Re: [External] Re: [RFC PATCH] x86/fault: move might_sleep() out of mmap read lock

From: Muchun Song
Date: Fri Nov 26 2021 - 00:57:07 EST


On Thu, Nov 25, 2021 at 6:45 PM Thomas Gleixner <tglx@xxxxxxxxxxxxx> wrote:
>
> Muchun, Dave!
>
> On Mon, Nov 22 2021 at 14:59, Muchun Song wrote:
> > On Fri, Nov 19, 2021 at 11:04 PM Dave Hansen <dave.hansen@xxxxxxxxx> wrote:
> >> >
> >> > + might_sleep();
> >> > +
> >> > /*
> >> > * Kernel-mode access to the user address space should only occur
> >> > * on well-defined single instructions listed in the exception
> >> > @@ -1346,13 +1348,6 @@ void do_user_addr_fault(struct pt_regs *regs,
> >> > }
> >> > retry:
> >> > mmap_read_lock(mm);
> >> > - } else {
> >> > - /*
> >> > - * The above down_read_trylock() might have succeeded in
> >> > - * which case we'll have missed the might_sleep() from
> >> > - * down_read():
> >> > - */
> >> > - might_sleep();
> >> > }
> >> >
> >> > vma = find_vma(mm, address);
> >>
> >> The comment is stale, which isn't great. The might_sleep() is already
> >> in the fast path. So, moving it up above makes a lot of sense just in
> >> terms of simplicity.
>
> I don't think so.

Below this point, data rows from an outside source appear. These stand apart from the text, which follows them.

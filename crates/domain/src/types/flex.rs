//! Flexible serde decoders for unstable response schemas.
//!
//! Two server quirks are absorbed here so the rest of the SDK only ever
//! sees the normalized shape:
//!
//! - a field documented as a list of strings is sometimes returned as a
//!   single bare string ([`string_or_list`]);
//! - the guardrail creation endpoint sometimes returns a bare JSON
//!   string instead of the `{ruleId, notificationId}` object (handled
//!   by the custom [`Deserialize`] on
//!   [`GuardrailCreated`](crate::types::guardrail::GuardrailCreated)).

/// Serde `with`-module for a list field that may arrive as a bare string.
///
/// Decoding:
/// - a JSON array of strings is accepted as-is;
/// - a JSON string produces a one-element list, or an empty list when
///   the string is empty;
/// - any other token is a decode error.
///
/// Encoding always emits a JSON array. Fields using this module should
/// also carry `#[serde(default, skip_serializing_if = "Vec::is_empty")]`
/// so a missing field decodes to empty and an empty list is omitted on
/// encode.
pub mod string_or_list {
    use serde::{Deserialize, Deserializer, Serialize, Serializer};

    #[derive(Deserialize)]
    #[serde(untagged)]
    enum StringOrList {
        List(Vec<String>),
        Single(String),
    }

    pub fn deserialize<'de, D>(deserializer: D) -> Result<Vec<String>, D::Error>
    where
        D: Deserializer<'de>,
    {
        match StringOrList::deserialize(deserializer)? {
            StringOrList::List(values) => Ok(values),
            StringOrList::Single(value) if value.is_empty() => Ok(Vec::new()),
            StringOrList::Single(value) => Ok(vec![value]),
        }
    }

    pub fn serialize<S>(values: &[String], serializer: S) -> Result<S::Ok, S::Error>
    where
        S: Serializer,
    {
        values.serialize(serializer)
    }
}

The point is:
>
> if (unlikely(!mmap_read_trylock(mm))) {
> if (!user_mode(regs) && !search_exception_tables(regs->ip)) {
> /*
> * Fault from code in kernel from
> * which we do not expect faults.
> */
> bad_area_nosemaphore(regs, error_code, address);
> return;
> }
>
> Moving it up will make the might_sleep() splat more important than an
> unexpected fault when the unexpected fault happens in e.g. a preemption
> disabled region. That's wrong because the important information in this
> case is not the might sleep splat. The important information is the
> fault itself.
>
> But moving it up is even more wrong for spurious faults which are
> correctly handled in that case via:
>
> bad_area_nosemaphore()
> __bad_area_nosemaphore()
> kernelmode_fixup_or_oops()
> handle(AMD erratum #91)
> is_prefetch()
>
> So if such a spurious fault happens in a condition which would trigger
> the might_sleep() splat then moving might_sleep() before the trylock()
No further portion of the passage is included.